An Introduction to TestFunctions

This is an introduction to the R package TestFunctions. It is available on CRAN and is maintained through Github.

Test functions are used whenever one needs to evaluate an algorithm. For example, an optimization algorithm should be tested on many different functions to make sure that it works and is robust. Thus many optimization test functions are very tricky, such as those with many local minima meant to make the global minimum harder to find.

How do I use this package?

Each of the test functions is called like any other function. The first argument, x, should be a vector representing one point or a matrix that has points in its rows. This can cause problems if you are using a 1-dimensional function and pass in a vector of values. Instead you should pass them in as a matrix with a single column, or vectorize the function.

The code below shows how the branin function can be used, taking in either a vector or a matrix.

set.seed(0)
library(TestFunctions)
## Loading required package: ContourFunctions
## Loading required package: ggplot2
## Loading required package: lhs
## Loading required package: numDeriv
branin(runif(2))
## [1] 9.476405
branin(matrix(runif(20), ncol=2))
##  [1]  24.119600  71.180268  18.374071   9.839029  36.607437  72.884496
##  [7] 196.302169  25.185022  13.059216  27.129463

A contour of the banana function is shown below.

ContourFunctions::cf(banana)

General function information

The functions are all designed to be run by default in the [0, 1]D unit cube. If you want to run the function on the original input values, you can set scale_it=FALSE.

Independent Gaussian noise can be added to most functions by passing the standard deviation of the noise as the noise parameter. The plots below show the original function, then what data from the function with noise looks like.

tf1 <- function(xx) powsin(x=matrix(xx,ncol=1),  noise=0)
curve(tf1, main="Function without noise")


x1 <- runif(1e2)
y1 <- powsin(x=matrix(x1,ncol=1),  noise=.1)
plot(x1,y1, col=2, pch=19, cex=.3, main="Data with noise")
curve(tf1,add=T)

Random wave functions

The function RFF_get will return a random wave function with any given number of dimensions. The function is created by combining many different one dimensional waves passing through the input area with various directions, magnitude, and offset. The default is composed of sine waves, but this can be changed to block or v waves.

Below is an example of a one dimensional wave.

tf <- RFF_get(D=1)
curve(tf)

Below is an example of a random wave in two dimensions.

ContourFunctions::cf(RFF_get(D=2))

Function enhancers

There are some functions that modify other functions.

  • add_linear_terms adds linear terms to a function.

  • add_noise adds random noise to a function.

  • add_null_dims adds extra dimensions that do not affect the function output.

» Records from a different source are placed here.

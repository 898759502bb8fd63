use sea_orm::entity::prelude::*;
use serde::{Deserialize, Serialize};

#[derive(Clone, Debug, PartialEq, DeriveEntityModel, Serialize, Deserialize)]
#[sea_orm(table_name = "courses")]
#[serde(rename_all = "camelCase")]
pub struct Model {
  #[sea_orm(primary_key, auto_increment = false)]
  pub id: String,
  pub title: String,
  #[sea_orm(unique)]
  pub slug: String,
  pub description: String,
  pub thumbnail: String,
  pub instructor_name: String,
  pub instructor_bio: String,
  pub duration: String,
  pub difficulty: String,
  pub category: String,
  pub rating: f64,
  pub enrolled: i32,
  pub price: i32,
  pub featured: bool,
  pub published: bool,
  /// json array of lessons
  pub lessons: Json,
  pub created_at: DateTime,
}

#[derive(Copy, Clone, Debug, EnumIter, DeriveRelation)]
pub enum Relation {}

impl ActiveModelBehavior for ActiveModel {}
pub async fn access_pass(
  CurrentUser(session): CurrentUser,
  State(app): State<Arc<AppState>>,
  Path(product_id): Path<String>,
) -> Result<Json<DownloadGrant>, Denied> {
  let product_id = product_id.trim();
  if product_id.is_empty() {
    return Err(Denied::new(StatusCode::BAD_REQUEST, "Product ID required"));
  }

  let user_id = session.user_id.as_str();
  let sv = app.sv();

  let access = sv.license.check_access(user_id, None).await?;
  let pass = match access.access_pass {
    Some(pass) if access.method == AccessMethod::AccessPass => pass,
    _ => {
      return Err(Denied {
        has_access_pass: Some(false),
        ..Denied::new(StatusCode::FORBIDDEN, "Active access pass required")
          .message(PASS_REQUIRED_MESSAGE)
      });
    }
  };

  let product =
    sv.product.by_id(product_id).await?.ok_or(Error::ProductNotFound)?;

  if product.freebie {
    return Err(
      Denied::new(
        StatusCode::BAD_REQUEST,
        "This is a free product and does not require an access pass",
      )
      .message(FREE_PRODUCT_MESSAGE),
    );
  }

  let files = sv.delivery.product_files(product_id).await?;
  if files.is_empty() {
    return Err(Error::NoFiles.into());
  }

  let secure = sv.delivery.secure_url(user_id, product_id, &pass.id)?;

  let tracked = sv
    .license
    .create(NewLicense {
      user_id: user_id.to_string(),
      product_id: product_id.to_string(),
      order_id: format!("access-pass-{}", pass.id),
      license_type: LicenseType::AccessPass,
      metadata: Some(json::json!({
        "accessPassId": pass.id,
        "accessPassType": pass.pass_type,
        "downloadMethod": "access_pass",
      })),
    })
    .await;
  if let Err(err) = tracked {
    warn!("Could not create license record for access pass download: {err}");
  }

  if let Err(err) = sv.access_pass.record_download(&pass.id).await {
    warn!("Could not update access pass statistics: {err}");
  }

  info!("Download URL issued: user {user_id}, product {product_id}");

  Ok(Json(DownloadGrant {
    can_download: true,
    download_url: secure.url,
    expires_in: secure.expires_in,
    files,
    product: ProductSummary {
      id: product.id,
      title: product.title,
      author: product.author_name,
      categories: vec![product.category_title],
    },
    access_pass: PassSummary {
      pass_type: pass.pass_type,
      is_active: access.has_access,
      benefits: Benefits {
        unlimited_downloads: true,
        commercial_license: true,
        premium_features: pass.pass_type.has_premium_features(),
      },
    },
    message: "Download URL generated successfully via access pass",
  }))
}

#[derive(Debug, Deserialize)]
pub struct EventReq {
  #[serde(default)]
  pub action: String,
}

/// Download analytics reported by the client after a transfer.
pub async fn access_pass_event(
  CurrentUser(session): CurrentUser,
  State(app): State<Arc<AppState>>,
  Path(product_id): Path<String>,
  Payload(req): Payload<EventReq>,
) -> Result<Json<json::Value>> {
  if req.action != "download_completed" {
    return Err(Error::BadRequest("Invalid action".into()));
  }

  let access = app.sv().license.check_access(&session.user_id, None).await?;
  if access.method != AccessMethod::AccessPass {
    return Err(Error::AccessPassRequired);
  }

  info!(
    "Access pass download completed: user {}, product {product_id}",
    session.user_id
  );
  Ok(Json(json::json!({
    "success": true,
    "message": "Download completion recorded",
  })))
}

#[derive(Debug, Deserialize)]
pub struct FileQuery {
  #[serde(default)]
  pub token: String,
  pub file: Option<String>,
}

/// Streams a product file for a signed download token.
pub async fn file(
  State(app): State<Arc<AppState>>,
  Query(query): Query<FileQuery>,
) -> Result<impl IntoResponse> {
  let sv = app.sv();
  let grant = sv.delivery.verify(&query.token)?;
  let (path, file) = sv.delivery.resolve(&grant.pid, query.file.as_deref()).await?;

  let handle = tokio::fs::File::open(&path).await?;
  let body = Body::from_stream(ReaderStream::new(handle));

  if let Err(err) = sv.product.increment_downloads(&grant.pid).await {
    warn!("Could not count download of product {}: {err}", grant.pid);
  }
  if let Err(err) = sv.license.record_download(&grant.uid, &grant.pid).await {
    debug!("No license download counted for {}: {err}", grant.uid);
  }

  let headers = [
    (header::CONTENT_TYPE, "application/octet-stream".to_string()),
    (header::CONTENT_LENGTH, file.size.to_string()),
    (
      header::CONTENT_DISPOSITION,
      format!("attachment; filename=\"{}\"", file.name.replace('"', "")),
    ),
  ];

  Ok((headers, body))
}

#[cfg(test)]
mod tests {
  use axum::{
    body::to_bytes,
    http::{Method, StatusCode},
  };

  use super::*;
  use crate::{entity::LicenseStatus, plugins::server::testing::TestApp};

  const ROUTE: &str = "/api/download/access-pass";

  async fn with_pass(app: &TestApp, pass_type: PassType) -> String {
    app.state.sv().access_pass.create("user-1", pass_type).await.unwrap();
    app.sign_in("demo@example.com").await
  }

  #[tokio::test]
  async fn unauthenticated_is_401() {
    let app = TestApp::new().await;
    let (status, body) = app.get(&format!("{ROUTE}/1"), None).await;

    assert_eq!(status, StatusCode::UNAUTHORIZED);
    assert_eq!(body["error"], "Unauthorized");

    let (status, _) = app.get(&format!("{ROUTE}/1"), Some("stale-token")).await;
    assert_eq!(status, StatusCode::UNAUTHORIZED);
  }

  #[tokio::test]
  async fn blank_product_id_is_400() {
    let app = TestApp::new().await;
    let token = with_pass(&app, PassType::Monthly).await;

    let (status, body) = app.get(&format!("{ROUTE}/%20"), Some(&token)).await;
    assert_eq!(status, StatusCode::BAD_REQUEST);
    assert_eq!(body["error"], "Product ID required");
  }

  #[tokio::test]
  async fn without_pass_is_403() {
    let app = TestApp::new().await;
    let token = app.sign_in("demo@example.com").await;

    let (status, body) = app.get(&format!("{ROUTE}/1"), Some(&token)).await;
    assert_eq!(status, StatusCode::FORBIDDEN);
    assert_eq!(body["error"], "Active access pass required");
    assert_eq!(body["hasAccessPass"], false);
    assert_eq!(body["canDownload"], false);
    assert!(body["message"].is_string());
  }

  #[tokio::test]
  async fn per_product_license_is_not_a_pass() {
    let app = TestApp::new().await;
    app
      .state
      .sv()
      .license
      .create(NewLicense {
        user_id: "user-1".into(),
        product_id: "1".into(),
        order_id: "order-1".into(),
        license_type: LicenseType::Standard,
        metadata: None,
      })
      .await
      .unwrap();
    let token = app.sign_in("demo@example.com").await;

    let (status, _) = app.get(&format!("{ROUTE}/1"), Some(&token)).await;
    assert_eq!(status, StatusCode::FORBIDDEN);
  }

  #[tokio::test]
  async fn unknown_product_is_404() {
    let app = TestApp::new().await;
    let token = with_pass(&app, PassType::Monthly).await;

    let (status, body) = app.get(&format!("{ROUTE}/999"), Some(&token)).await;
    assert_eq!(status, StatusCode::NOT_FOUND);
    assert_eq!(body["error"], "Product not found");
    assert_eq!(body["canDownload"], false);
  }

  #[tokio::test]
  async fn free_product_is_400() {
    let app = TestApp::new().await;
    let token = with_pass(&app, PassType::Monthly).await;
    app.add_file("2", "templates.sketch", b"free");

    let (status, body) = app.get(&format!("{ROUTE}/2"), Some(&token)).await;
    assert_eq!(status, StatusCode::BAD_REQUEST);
    assert_eq!(
      body["error"],
      "This is a free product and does not require an access pass"
    );
    assert_eq!(body["canDownload"], false);
  }

  #[tokio::test]
  async fn no_files_is_404() {
    let app = TestApp::new().await;
    let token = with_pass(&app, PassType::Monthly).await;

    let (status, body) = app.get(&format!("{ROUTE}/1"), Some(&token)).await;
    assert_eq!(status, StatusCode::NOT_FOUND);
    assert_eq!(body["error"], "No files available for download");
  }

  #[tokio::test]
  async fn grants_download_and_tracks_usage() {
    let app = TestApp::new().await;
    let token = with_pass(&app, PassType::Yearly).await;
    app.add_file("1", "Dashboard-UI-Kit.zip", b"PK\x03\x04kit");

    let (status, body) = app.get(&format!("{ROUTE}/1"), Some(&token)).await;
    assert_eq!(status, StatusCode::OK, "{body}");
    assert_eq!(body["canDownload"], true);
    assert_eq!(body["expiresIn"], 3600);
    assert_eq!(body["files"][0]["name"], "Dashboard-UI-Kit.zip");
    assert_eq!(body["files"][0]["size"], 7);
    assert_eq!(body["product"]["author"], "Design Studio");
    assert_eq!(body["product"]["categories"][0], "UI Kits");
    assert_eq!(body["accessPass"]["type"], "yearly");
    assert_eq!(body["accessPass"]["isActive"], true);
    assert_eq!(body["accessPass"]["benefits"]["premiumFeatures"], true);

    let url = body["downloadUrl"].as_str().unwrap();
    assert!(url.starts_with("http://test.local/api/download?token="));

    let sv = app.state.sv();
    let license = sv.license.find("user-1", "1").await.unwrap().unwrap();
    assert_eq!(license.license_type, LicenseType::AccessPass);
    assert_eq!(license.status, LicenseStatus::Active);
    assert!(license.order_id.starts_with("access-pass-"));

    let pass = sv.access_pass.active("user-1").await.unwrap().unwrap();
    assert_eq!(pass.total_downloads, 1);

    let path = url.strip_prefix("http://test.local").unwrap();
    let response = app.raw(Method::GET, path, None, None).await;
    assert_eq!(response.status(), StatusCode::OK);
    assert_eq!(
      response.headers()[header::CONTENT_DISPOSITION],
      "attachment; filename=\"Dashboard-UI-Kit.zip\""
    );
    let bytes = to_bytes(response.into_body(), usize::MAX).await.unwrap();
    assert_eq!(&bytes[..], b"PK\x03\x04kit");

    assert_eq!(sv.product.by_id("1").await.unwrap().unwrap().downloads, 1);
    assert_eq!(
      sv.license.find("user-1", "1").await.unwrap().unwrap().download_count,
      1
    );
  }

  #[tokio::test]
  async fn monthly_pass_has_no_premium_features() {
    let app = TestApp::new().await;
    let token = with_pass(&app, PassType::Monthly).await;
    app.add_file("6", "kit.zip", b"kit");

    let (_, body) = app.get(&format!("{ROUTE}/6"), Some(&token)).await;
    assert_eq!(body["accessPass"]["benefits"]["premiumFeatures"], false);
  }

  #[tokio::test]
  async fn file_route_rejects_bad_tokens() {
    let app = TestApp::new().await;

    let (status, _) = app.get("/api/download", None).await;
    assert_eq!(status, StatusCode::UNAUTHORIZED);

    let (status, body) = app.get("/api/download?token=abc.def", None).await;
    assert_eq!(status, StatusCode::UNAUTHORIZED);
    assert_eq!(body["error"], "Invalid or expired download token");

    app.add_file("3", "kit.zip", b"kit");
    let secure = app.state.sv().delivery.secure_url("user-1", "3", "p").unwrap();
    let path = secure.url.strip_prefix("http://test.local").unwrap();
    let (status, _) = app.get(&format!("{path}&file=other.zip"), None).await;
    assert_eq!(status, StatusCode::NOT_FOUND);
  }

  #[tokio::test]
  async fn completion_event() {
    let app = TestApp::new().await;
    let uri = format!("{ROUTE}/1");
    let event = |action: &str| Some(json::json!({ "action": action }));

    let (status, _) =
      app.send(Method::POST, &uri, None, event("download_completed")).await;
    assert_eq!(status, StatusCode::UNAUTHORIZED);

    let token = app.sign_in("demo@example.com").await;
    let (status, _) = app
      .send(Method::POST, &uri, Some(&token), event("download_completed"))
      .await;
    assert_eq!(status, StatusCode::FORBIDDEN);

    app.state.sv().access_pass.create("user-1", PassType::Lifetime).await.unwrap();
    let (status, body) = app
      .send(Method::POST, &uri, Some(&token), event("download_completed"))
      .await;
    assert_eq!(status, StatusCode::OK);
    assert_eq!(body["success"], true);

    let (status, body) =
      app.send(Method::POST, &uri, Some(&token), event("rewind")).await;
    assert_eq!(status, StatusCode::BAD_REQUEST);
    assert_eq!(body["error"], "Invalid action");
  }

  #[tokio::test]
  async fn unknown_action_is_400_without_pass() {
    let app = TestApp::new().await;
    let token = app.sign_in("demo@example.com").await;
    let uri = format!("{ROUTE}/1");

    let (status, body) = app
      .send(
        Method::POST,
        &uri,
        Some(&token),
        Some(json::json!({ "action": "rewind" })),
      )
      .await;
    assert_eq!(status, StatusCode::BAD_REQUEST);
    assert_eq!(body["error"], "Invalid action");

    let (status, body) = app.send(Method::POST, &uri, Some(&token), None).await;
    assert_eq!(status, StatusCode::BAD_REQUEST);
    assert!(body["error"].is_string());
  }

  #[tokio::test]
  async fn storage_failure_is_500() {
    let app = TestApp::new().await;
    let token = with_pass(&app, PassType::Monthly).await;
    app.add_file("1", "kit.zip", b"kit");
    app.state.db.clone().close().await.unwrap();

    let (status, body) = app.get(&format!("{ROUTE}/1"), Some(&token)).await;
    assert_eq!(status, StatusCode::INTERNAL_SERVER_ERROR);
    assert_eq!(body["error"], "Failed to generate download URL");
    assert_eq!(body["canDownload"], false);
    assert!(body["message"].is_string());
  }

  #[tokio::test]
  async fn token_for_product_without_files_is_404() {
    let app = TestApp::new().await;
    let secure = app.state.sv().delivery.secure_url("user-1", "5", "p").unwrap();
    let path = secure.url.strip_prefix("http://test.local").unwrap();

    let (status, body) = app.get(path, None).await;
    assert_eq!(status, StatusCode::NOT_FOUND);
    assert_eq!(body["error"], "File not found");
  }

}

  • add_zoom lets you zoom in on part of a function. Below are two examples of zooming in on the banana function.

ContourFunctions::cf(banana)

ContourFunctions::cf(add_zoom(banana, c(0,.5), c(1,1)))

ContourFunctions::cf(add_zoom(banana, c(.2,.5), c(.8,1)))

Additional information

Many of the functions, along with code implementing the function, can be found at https://www.sfu.ca/~ssurjano/. The code was not taken from this site, but some of my implementations were checked against theirs for consistency.

The R package smoof also provides many optimization test functions.

Mike McCourt’s GitHub repository evalset provides many test functions for Python.

HPOlib provides some benchmark functions for Python.

Hansen et al (2009) provide details for 24 benchmark functions.